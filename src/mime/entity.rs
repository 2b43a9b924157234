//-
// Copyright (c) 2020, Jason Lingle
//
// This file is part of Crymap.
//
// Crymap is free software: you can  redistribute it and/or modify it under the
// terms of  the GNU General Public  License as published by  the Free Software
// Foundation, either version  3 of the License, or (at  your option) any later
// version.
//
// Crymap is distributed  in the hope that  it will be useful,  but WITHOUT ANY
// WARRANTY; without  even the implied  warranty of MERCHANTABILITY  or FITNESS
// FOR  A PARTICULAR  PURPOSE.  See the  GNU General  Public  License for  more
// details.
//
// You should have received a copy of the GNU General Public License along with
// Crymap. If not, see <http://www.gnu.org/licenses/>.

//! The in-memory MIME entity tree everything else operates on.

use std::io::{self, Cursor, Write};
use std::iter::FromIterator;
use std::str;

use log::{debug, warn};
use memchr::memchr;

use super::header::{self, ContentDisposition, ContentType};
use crate::support::system_config::ParseConfig;

/// The header block of an entity.
///
/// Fields are kept in their original order. Names are matched
/// case-insensitively. Values are raw bytes with the leading whitespace
/// after the colon removed; folded values keep their internal line breaks.
#[derive(Clone, Debug, Default, PartialEq, Eq)]
pub struct Header {
    fields: Vec<(String, Vec<u8>)>,
}

impl Header {
    pub fn new() -> Self {
        Self::default()
    }

    /// Append a field to the end of the header.
    pub fn push(&mut self, name: impl Into<String>, value: impl Into<Vec<u8>>) {
        self.fields.push((name.into(), value.into()));
    }

    /// Return the value of the first field called `name`.
    pub fn get(&self, name: &str) -> Option<&[u8]> {
        self.fields
            .iter()
            .find(|&&(ref n, _)| n.eq_ignore_ascii_case(name))
            .map(|&(_, ref v)| &v[..])
    }

    /// Return the values of every field called `name`, in order.
    pub fn get_all<'a>(
        &'a self,
        name: &'a str,
    ) -> impl Iterator<Item = &'a [u8]> + 'a {
        self.fields
            .iter()
            .filter(move |&&(ref n, _)| n.eq_ignore_ascii_case(name))
            .map(|&(_, ref v)| &v[..])
    }

    pub fn contains(&self, name: &str) -> bool {
        self.get(name).is_some()
    }

    pub fn iter(&self) -> impl Iterator<Item = (&str, &[u8])> + '_ {
        self.fields.iter().map(|&(ref n, ref v)| (n.as_str(), &v[..]))
    }

    pub fn len(&self) -> usize {
        self.fields.len()
    }

    pub fn is_empty(&self) -> bool {
        self.fields.is_empty()
    }

    /// Write every field as `Name: value\r\n`.
    ///
    /// The blank line that terminates a header block is not written.
    pub fn write_to(&self, mut w: impl Write) -> io::Result<()> {
        for (name, value) in self.iter() {
            write_field(&mut w, name, value)?;
        }
        Ok(())
    }

    /// The parsed `Content-Type`, if present and valid.
    pub fn content_type(&self) -> Option<ContentType> {
        self.get("Content-Type").and_then(header::parse_content_type)
    }

    /// The parsed `Content-Disposition`, if present and valid.
    pub fn content_disposition(&self) -> Option<ContentDisposition> {
        self.get("Content-Disposition")
            .and_then(header::parse_content_disposition)
    }

    /// Parse a raw header field (everything but the final line ending) and
    /// add it, or discard it with a debug log if it can't be split into a
    /// name and value.
    fn push_raw(&mut self, raw: &[u8]) {
        let colon = match memchr(b':', raw) {
            Some(colon) => colon,
            None => {
                debug!(
                    "Skipping header line without colon: {:?}",
                    String::from_utf8_lossy(raw)
                );
                return;
            },
        };

        let name = match str::from_utf8(&raw[..colon]) {
            Ok(name) => name.trim(),
            Err(_) => "",
        };
        if name.is_empty() || name.contains(|c: char| c.is_ascii_whitespace())
        {
            debug!(
                "Skipping header line with bad name: {:?}",
                String::from_utf8_lossy(raw)
            );
            return;
        }

        let value = &raw[colon + 1..];
        let leading_ws = value
            .iter()
            .take_while(|&&b| b' ' == b || b'\t' == b)
            .count();
        self.push(name, &value[leading_ws..]);
    }
}

impl<N: Into<String>, V: Into<Vec<u8>>> FromIterator<(N, V)> for Header {
    fn from_iter<I: IntoIterator<Item = (N, V)>>(iter: I) -> Self {
        let mut header = Header::new();
        for (name, value) in iter {
            header.push(name, value);
        }
        header
    }
}

pub(crate) fn write_field(
    mut w: impl Write,
    name: &str,
    value: &[u8],
) -> io::Result<()> {
    write!(w, "{}: ", name)?;
    w.write_all(value)?;
    w.write_all(b"\r\n")
}

/// A node in a MIME message tree.
///
/// Every entity has a header and its raw body bytes. A multipart entity
/// whose body could be split additionally has its children. The raw body of
/// a multipart is kept since it is what `TEXT` of such an entity refers to.
#[derive(Clone, Debug, PartialEq, Eq)]
pub struct Entity {
    header: Header,
    content_type: ContentType,
    body: Vec<u8>,
    parts: Option<Vec<Entity>>,
}

impl Entity {
    /// Create a leaf entity.
    pub fn new(header: Header, body: impl Into<Vec<u8>>) -> Self {
        let content_type = header
            .content_type()
            .unwrap_or_else(ContentType::default_text);
        Entity {
            header,
            content_type,
            body: body.into(),
            parts: None,
        }
    }

    /// Create a multipart entity from its raw body and already-split
    /// children.
    pub fn with_parts(
        header: Header,
        body: impl Into<Vec<u8>>,
        parts: Vec<Entity>,
    ) -> Self {
        Entity {
            parts: Some(parts),
            ..Entity::new(header, body)
        }
    }

    /// Parse a complete message with the default limits.
    pub fn parse(data: &[u8]) -> Self {
        Self::parse_with(data, &ParseConfig::default())
    }

    /// Parse a complete message.
    ///
    /// This never fails. Anything which isn't valid MIME ends up somewhere as
    /// opaque bytes.
    pub fn parse_with(data: &[u8], config: &ParseConfig) -> Self {
        let mut parser = Parser {
            config,
            part_count: 0,
        };
        parser.parse(data, 0, ContentType::default_text())
    }

    pub fn header(&self) -> &Header {
        &self.header
    }

    /// The content type of this entity, which is the implied default if the
    /// header does not declare a valid one.
    pub fn content_type(&self) -> &ContentType {
        &self.content_type
    }

    pub fn body(&self) -> &[u8] {
        &self.body
    }

    /// Return a reader over the body, positioned at its start.
    ///
    /// Every call produces an independent reader.
    pub fn body_reader(&self) -> Cursor<&[u8]> {
        Cursor::new(&self.body[..])
    }

    /// The children of this entity, if it is a multipart.
    pub fn parts(&self) -> Option<&[Entity]> {
        self.parts.as_ref().map(|p| &p[..])
    }

    pub fn is_multipart(&self) -> bool {
        self.parts.is_some()
    }
}

struct Parser<'a> {
    config: &'a ParseConfig,
    part_count: u32,
}

impl Parser<'_> {
    fn parse(
        &mut self,
        data: &[u8],
        depth: u32,
        default_content_type: ContentType,
    ) -> Entity {
        let (header, body) = split_header(data);
        let content_type =
            header.content_type().unwrap_or(default_content_type);
        let parts = self.parse_parts(&content_type, body, depth);

        Entity {
            header,
            content_type,
            body: body.to_vec(),
            parts,
        }
    }

    fn parse_parts(
        &mut self,
        content_type: &ContentType,
        body: &[u8],
        depth: u32,
    ) -> Option<Vec<Entity>> {
        if !content_type.is_type("multipart") {
            return None;
        }

        let boundary = content_type.parm("boundary")?;
        if depth >= self.config.max_recursion {
            warn!(
                "Multipart nested more than {} levels deep, \
                 treating as a leaf",
                self.config.max_recursion
            );
            return None;
        }

        let child_default = if content_type.is_subtype("digest") {
            ContentType {
                typ: "message".to_owned(),
                subtype: "rfc822".to_owned(),
                parms: vec![],
            }
        } else {
            ContentType::default_text()
        };

        let mut parts = Vec::new();
        for raw in split_multipart(body, boundary.as_bytes()) {
            if self.part_count >= self.config.max_parts {
                warn!(
                    "Message has more than {} parts, ignoring the rest",
                    self.config.max_parts
                );
                break;
            }

            self.part_count += 1;
            parts.push(self.parse(raw, depth + 1, child_default.clone()));
        }

        if parts.is_empty() {
            None
        } else {
            Some(parts)
        }
    }
}

fn strip_line_ending(line: &[u8]) -> &[u8] {
    let line = line.strip_suffix(b"\n").unwrap_or(line);
    line.strip_suffix(b"\r").unwrap_or(line)
}

/// Iterate the lines of `data`, each including its line ending (if any), in
/// the form `(offset, line)`.
fn lines(data: &[u8]) -> impl Iterator<Item = (usize, &[u8])> + '_ {
    let mut pos = 0;
    std::iter::from_fn(move || {
        if pos >= data.len() {
            return None;
        }

        let start = pos;
        pos = memchr(b'\n', &data[start..])
            .map_or(data.len(), |e| start + e + 1);
        Some((start, &data[start..pos]))
    })
}

/// Split `data` into its header and body.
///
/// The header ends at the first empty line. If there is none, the whole
/// input is header and the body is empty.
fn split_header(data: &[u8]) -> (Header, &[u8]) {
    let mut header = Header::new();
    let mut current: Option<Vec<u8>> = None;
    let mut body_start = data.len();

    for (start, line) in lines(data) {
        let content = strip_line_ending(line);
        if content.is_empty() {
            body_start = start + line.len();
            break;
        }

        if content.starts_with(b" ") || content.starts_with(b"\t") {
            match current {
                Some(ref mut field) => {
                    field.extend_from_slice(b"\r\n");
                    field.extend_from_slice(content);
                },
                None => debug!(
                    "Skipping continuation line at start of header: {:?}",
                    String::from_utf8_lossy(content)
                ),
            }
            continue;
        }

        if let Some(field) = current.take() {
            header.push_raw(&field);
        }
        current = Some(content.to_vec());
    }

    if let Some(field) = current {
        header.push_raw(&field);
    }

    (header, &data[body_start..])
}

/// If `line` is a delimiter line for the multipart with the given delimiter
/// (`--` + boundary), return whether it is the close delimiter.
fn delimiter_kind(line: &[u8], delimiter: &[u8]) -> Option<bool> {
    if !line.starts_with(delimiter) {
        return None;
    }

    let rest = &line[delimiter.len()..];
    let (is_close, padding) = match rest.strip_prefix(b"--") {
        Some(padding) => (true, padding),
        None => (false, rest),
    };

    // Transport padding (RFC 2046 5.1.1)
    if padding.iter().all(|&b| b" \t\r\n".contains(&b)) {
        Some(is_close)
    } else {
        None
    }
}

/// Split a multipart body into the raw bytes of its parts.
///
/// The line ending before each delimiter is part of the delimiter. The
/// preamble and the epilogue are discarded. If the close delimiter is
/// missing, the last part runs to the end of the body.
fn split_multipart<'a>(body: &'a [u8], boundary: &[u8]) -> Vec<&'a [u8]> {
    let mut delimiter = Vec::with_capacity(boundary.len() + 2);
    delimiter.extend_from_slice(b"--");
    delimiter.extend_from_slice(boundary);

    let mut parts = Vec::new();
    let mut part_start = None;
    for (start, line) in lines(body) {
        let is_close = match delimiter_kind(line, &delimiter) {
            Some(is_close) => is_close,
            None => continue,
        };

        if let Some(part_start) = part_start {
            let content = &body[part_start..start];
            let content = content
                .strip_suffix(b"\n")
                .map(|c| c.strip_suffix(b"\r").unwrap_or(c))
                .unwrap_or(content);
            parts.push(content);
        }

        if is_close {
            return parts;
        }

        part_start = Some(start + line.len());
    }

    if let Some(part_start) = part_start {
        parts.push(&body[part_start..]);
    }

    parts
}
○ ○ ○ ○
• **Requirement**: From the first line of the records to the line containing "the Free Software", inclusive, transcribe everything exactly and leave out the rest.

• **Solution**:
filename src/mime/entity.rs
repository 2b43a9b924157234
//-
// Copyright (c) 2020, Jason Lingle
//
// This file is part of Crymap.
//
// Crymap is free software: you can  redistribute it and/or modify it under the
// terms of  the GNU General Public  License as published by  the Free Software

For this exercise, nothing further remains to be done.